— What the exercise asks —
Could you restate every record below word for word?
BEGIN Data shown
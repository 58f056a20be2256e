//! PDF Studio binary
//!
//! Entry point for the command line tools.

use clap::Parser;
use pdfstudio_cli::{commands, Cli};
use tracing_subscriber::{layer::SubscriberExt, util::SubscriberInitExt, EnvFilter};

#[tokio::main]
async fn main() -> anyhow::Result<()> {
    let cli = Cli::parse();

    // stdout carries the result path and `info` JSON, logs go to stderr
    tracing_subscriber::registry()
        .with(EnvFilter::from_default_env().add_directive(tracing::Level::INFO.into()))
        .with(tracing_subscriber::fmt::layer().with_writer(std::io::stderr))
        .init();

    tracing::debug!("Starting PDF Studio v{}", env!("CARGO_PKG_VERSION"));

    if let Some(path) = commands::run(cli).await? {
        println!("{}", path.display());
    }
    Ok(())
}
END Data shown
— Answer to this exercise —
repository 58f056a20be2256e
//! PDF Studio binary
//!
//! Entry point for the command line tools.

use clap::Parser;
use pdfstudio_cli::{commands, Cli};
use tracing_subscriber::{layer::SubscriberExt, util::SubscriberInitExt, EnvFilter};

#[tokio::main]
async fn main() -> anyhow::Result<()> {
    let cli = Cli::parse();

    // stdout carries the result path and `info` JSON, logs go to stderr
    tracing_subscriber::registry()
        .with(EnvFilter::from_default_env().add_directive(tracing::Level::INFO.into()))
        .with(tracing_subscriber::fmt::layer().with_writer(std::io::stderr))
        .init();

    tracing::debug!("Starting PDF Studio v{}", env!("CARGO_PKG_VERSION"));

    if let Some(path) = commands::run(cli).await? {
        println!("{}", path.display());
    }
    Ok(())
}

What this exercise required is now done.